Tue. Mar 3rd, 2026

Recently, the decision was made to turn the public restrooms at Waunfawr Park in Risca into a “takeaway café.” I don’t know who’s in charge of these things but seems to me like taking the only public toilets out of a sprawling park where sporting events are often held and elderly people spend their days walking their dogs and kids come to play after school is a stupid fucking idea. 

But I’m not in charge of these things. 

(Jay tells me that they, at least, left a single disabled toilet, which is something. I guess.)

We had an hour to kill the other day so we decided to stop by and see what was on offer. 

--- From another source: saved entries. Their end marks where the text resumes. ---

//! Multi-document transaction coordination and scoped history dispatch.

use std::cell::RefCell;
use std::collections::HashMap;
use std::rc::Rc;

use anyhow::Result;

use crate::change::{Change, CommittedChange, DocumentId};
use crate::config::HistoryConfig;
use crate::handle::{DocumentHandle, SharedHandle, UndoHandle, UndoableDocument};
use crate::scope::Scope;

/// Options for closing (or running) a transaction.
#[derive(Debug, Clone, Default)]
pub struct TransactionOptions {
    /// Human-readable label stored on the resulting history entry.
    pub description: Option<String>,
    /// History scope the entry is recorded under.
    pub scope: Scope,
    /// Documents participating in the transaction. `None` targets every
    /// registered document; ids that are not registered are skipped.
    pub dependencies: Option<Vec<DocumentId>>,
}

impl TransactionOptions {
    /// Options with just a description: default scope, all documents.
    pub fn described(description: impl Into<String>) -> Self {
        Self {
            description: Some(description.into()),
            ..Self::default()
        }
    }

    /// Options with just a scope: no description, all documents.
    pub fn scoped(scope: impl Into<Scope>) -> Self {
        Self {
            scope: scope.into(),
            ..Self::default()
        }
    }
}

/// Coordinates undo/redo history across registered documents.
///
/// Callers register documents (or pre-built handles), delimit transactions
/// spanning any subset of them, and get one combined history entry per
/// transaction. Undo/redo replays against exactly the documents that
/// participated, and each [`Scope`] keeps its own independent pair of
/// stacks.
///
/// All state lives in the manager instance. The manager is single-threaded
/// (`Rc<RefCell<_>>` sharing) and every operation runs to completion before
/// returning. Interleaving transactions over overlapping document sets is
/// the caller's responsibility to avoid.
pub struct UndoManager {
    /// Registered handles keyed by document id.
    handles: HashMap<DocumentId, SharedHandle>,
    /// Document ids in registration order.
    order: Vec<DocumentId>,
    /// Per-scope undo stacks, oldest change first.
    undo_stacks: HashMap<Scope, Vec<Change>>,
    /// Per-scope redo stacks, most recently undone on top.
    redo_stacks: HashMap<Scope, Vec<Change>>,
    /// Configuration parameters.
    config: HistoryConfig,
}

impl std::fmt::Debug for UndoManager {
    fn fmt(&self, f: &mut std::fmt::Formatter<'_>) -> std::fmt::Result {
        f.debug_struct("UndoManager")
            .field("documents", &self.order)
            .field("undo_scopes", &self.undo_stacks.len())
            .field("redo_scopes", &self.redo_stacks.len())
            .finish()
    }
}

impl Default for UndoManager {
    fn default() -> Self {
        Self::new()
    }
}

impl UndoManager {
    /// Creates an empty manager with default configuration.
    pub fn new() -> Self {
        Self::with_config(HistoryConfig::default())
    }

    /// Creates an empty manager with a custom configuration.
    pub fn with_config(config: HistoryConfig) -> Self {
        Self {
            handles: HashMap::new(),
            order: Vec::new(),
            undo_stacks: HashMap::new(),
            redo_stacks: HashMap::new(),
            config,
        }
    }

    // ── Handle registry ────────────────────────────────────────────────

    /// Registers a pre-built handle and returns it.
    ///
    /// A handle registered under an already-known document id replaces the
    /// previous one while keeping its original registration position. No
    /// history state is touched.
    pub fn add_handle(&mut self, handle: SharedHandle) -> SharedHandle {
        let doc_id = handle.borrow().doc_id().to_string();
        if !self.handles.contains_key(&doc_id) {
            self.order.push(doc_id.clone());
        }
        tracing::debug!("Registered undo handle for document {doc_id:?}");
        self.handles.insert(doc_id, Rc::clone(&handle));
        handle
    }

    /// Wraps a raw document in a [`DocumentHandle`] and registers it.
    ///
    /// Companion of [`add_handle`](Self::add_handle) for documents that
    /// don't bring their own undo machinery. Returns the created handle.
    pub fn add_document<D: UndoableDocument + 'static>(
        &mut self,
        doc: Rc<RefCell<D>>,
    ) -> SharedHandle {
        let handle: SharedHandle = Rc::new(RefCell::new(DocumentHandle::new(doc)));
        self.add_handle(handle)
    }

    /// Returns the registered handle for a document id, if any.
    pub fn get_undo_redo_handle(&self, doc_id: &str) -> Option<SharedHandle> {
        self.handles.get(doc_id).map(Rc::clone)
    }

    /// Unregisters a document's handle and returns it.
    ///
    /// History entries naming the document are left in place; undo/redo
    /// skips ids that are no longer registered.
    pub fn remove_handle(&mut self, doc_id: &str) -> Option<SharedHandle> {
        let removed = self.handles.remove(doc_id);
        if removed.is_some() {
            self.order.retain(|id| id != doc_id);
            tracing::debug!("Removed undo handle for document {doc_id:?}");
        }
        removed
    }

    /// Target handles for a transaction: the registered subset of
    /// `dependencies`, or every registered handle when `None`.
    fn resolve_targets(
        &self,
        dependencies: Option<&[DocumentId]>,
    ) -> Vec<(DocumentId, SharedHandle)> {
        let ids: Vec<&DocumentId> = match dependencies {
            Some(deps) => deps.iter().collect(),
            None => self.order.iter().collect(),
        };
        let mut targets = Vec::with_capacity(ids.len());
        for id in ids {
            match self.handles.get(id) {
                Some(handle) => targets.push((id.clone(), Rc::clone(handle))),
                None => {
                    tracing::warn!("Ignoring unregistered document id {id:?} in dependencies");
                }
            }
        }
        targets
    }

    // ── Transaction coordination ───────────────────────────────────────

    /// Begins a transaction on the given documents (all registered
    /// documents when `dependencies` is `None`).
    ///
    /// The caller performs the actual edits after this call and closes the
    /// span with [`end_transaction`](Self::end_transaction). Nesting a
    /// transaction on a document that is already mid-transaction is not
    /// supported.
    ///
    /// # Errors
    ///
    /// Propagates the first failure raised by a handle; handles earlier in
    /// the batch will already have started recording.
    pub fn start_transaction(&mut self, dependencies: Option<&[DocumentId]>) -> Result<()> {
        for (_, handle) in self.resolve_targets(dependencies) {
            handle.borrow_mut().start_transaction()?;
        }
        Ok(())
    }

    /// Closes a transaction, recording one combined history entry.
    ///
    /// Asks each participating handle whether it recorded an effective
    /// change. When at least one did, a [`Change`] naming exactly those
    /// documents is pushed onto the scope's undo stack, the scope's redo
    /// stack is cleared, and the committed change is returned. When none
    /// did, the transaction is discarded: `Ok(None)`, no history side
    /// effects.
    ///
    /// # Errors
    ///
    /// Propagates the first failure raised by a handle; no rollback is
    /// attempted for handles already processed.
    pub fn end_transaction(
        &mut self,
        options: TransactionOptions,
    ) -> Result<Option<CommittedChange>> {
        let TransactionOptions {
            description,
            scope,
            dependencies,
        } = options;

        let mut ids = Vec::new();
        for (doc_id, handle) in self.resolve_targets(dependencies.as_deref()) {
            let changed = handle
                .borrow_mut()
                .end_transaction(description.as_deref(), &scope)?;
            if changed {
                ids.push(doc_id);
            }
        }

        if ids.is_empty() {
            tracing::debug!("Transaction on scope {scope} recorded no effective change");
            return Ok(None);
        }

        let change = Change { description, ids };
        let committed = CommittedChange::new(&change, &scope);

        let undo_stack = self.undo_stacks.entry(scope.clone()).or_default();
        undo_stack.push(change);
        if undo_stack.len() > self.config.max_depth {
            let excess = undo_stack.len() - self.config.max_depth;
            undo_stack.drain(..excess);
        }
        self.redo_stacks.entry(scope).or_default().clear();

        tracing::debug!(
            "Recorded change for {} document(s) on scope {}",
            committed.ids.len(),
            committed.scope
        );
        Ok(Some(committed))
    }

    /// Runs `f` inside a transaction.
    ///
    /// Composes [`start_transaction`](Self::start_transaction) and
    /// [`end_transaction`](Self::end_transaction); a description returned by
    /// `f` takes precedence over `options.description`. The composition is
    /// synchronous, so `f` must complete its edits before returning;
    /// asynchronous edits need the two-call form.
    ///
    /// # Errors
    ///
    /// Propagates handle failures from either phase.
    pub fn transaction<F>(
        &mut self,
        options: TransactionOptions,
        f: F,
    ) -> Result<Option<CommittedChange>>
    where
        F: FnOnce() -> Option<String>,
    {
        self.start_transaction(options.dependencies.as_deref())?;
        let description = f();
        self.end_transaction(TransactionOptions {
            description: description.or(options.description),
            scope: options.scope,
            dependencies: options.dependencies,
        })
    }

    // ── Undo/redo dispatch ─────────────────────────────────────────────

    /// Undoes the most recent change recorded under `scope`.
    ///
    /// Pops the change, replays `undo` on every participating document that
    /// is still registered (ids without a registration are skipped), and
    /// moves the change to the scope's redo stack. Returns `Ok(None)` when
    /// there is nothing to undo.
    ///
    /// # Errors
    ///
    /// Propagates the first failure raised by a handle. The popped change
    /// is dropped in that case; partial replay is not compensated.
    pub fn undo(&mut self, scope: &Scope) -> Result<Option<CommittedChange>> {
        let Some(change) = self.undo_stacks.get_mut(scope).and_then(|s| s.pop()) else {
            return Ok(None);
        };
        for doc_id in &change.ids {
            let Some(handle) = self.handles.get(doc_id) else {
                tracing::debug!("Skipping unregistered document {doc_id:?} during undo");
                continue;
            };
            handle.borrow_mut().undo(scope)?;
        }
        let committed = CommittedChange::new(&change, scope);
        self.redo_stacks.entry(scope.clone()).or_default().push(change);
        tracing::debug!("Undid change on scope {scope}");
        Ok(Some(committed))
    }

    /// Redoes the most recently undone change under `scope`.
    ///
    /// Symmetric to [`undo`](Self::undo): pops from the redo stack, replays
    /// `redo` on the participating documents, pushes onto the undo stack.
    ///
    /// # Errors
    ///
    /// Propagates the first failure raised by a handle. The popped change
    /// is dropped in that case; partial replay is not compensated.
    pub fn redo(&mut self, scope: &Scope) -> Result<Option<CommittedChange>> {
        let Some(change) = self.redo_stacks.get_mut(scope).and_then(|s| s.pop()) else {
            return Ok(None);
        };
        for doc_id in &change.ids {
            let Some(handle) = self.handles.get(doc_id) else {
                tracing::debug!("Skipping unregistered document {doc_id:?} during redo");
                continue;
            };
            handle.borrow_mut().redo(scope)?;
        }
        let committed = CommittedChange::new(&change, scope);
        self.undo_stacks.entry(scope.clone()).or_default().push(change);
        tracing::debug!("Redid change on scope {scope}");
        Ok(Some(committed))
    }

    // ── Queries ────────────────────────────────────────────────────────

    /// Descriptions of the changes on `scope`'s undo stack, oldest first.
    pub fn undos(&self, scope: &Scope) -> Vec<Option<String>> {
        self.undo_stacks
            .get(scope)
            .map(|stack| stack.iter().map(|c| c.description.clone()).collect())
            .unwrap_or_default()
    }

    /// Descriptions of the changes on `scope`'s redo stack, oldest first.
    pub fn redos(&self, scope: &Scope) -> Vec<Option<String>> {
        self.redo_stacks
            .get(scope)
            .map(|stack| stack.iter().map(|c| c.description.clone()).collect())
            .unwrap_or_default()
    }

    /// Whether `scope` has anything to undo.
    pub fn can_undo(&self, scope: &Scope) -> bool {
        self.undo_stacks.get(scope).is_some_and(|s| !s.is_empty())
    }

    /// Whether `scope` has anything to redo.
    pub fn can_redo(&self, scope: &Scope) -> bool {
        self.redo_stacks.get(scope).is_some_and(|s| !s.is_empty())
    }
}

For total clarity, I already wasn’t feeling well when we pulled up. I had a migraine for the sixth day in a row and even though it was cloudy, the sunlight was killing me. 

When we arrived, though, a pair of crows we feed (sort of) regularly saw us and called out, so things started to look up. We grabbed some nuts and made our way down to The Hatch. Jay ordered (adding Flakes to our bubble gum/rum and raisin ice cream cones like the lunatic he is,) and told me to wait for them while he threw some nuts down for the birds. 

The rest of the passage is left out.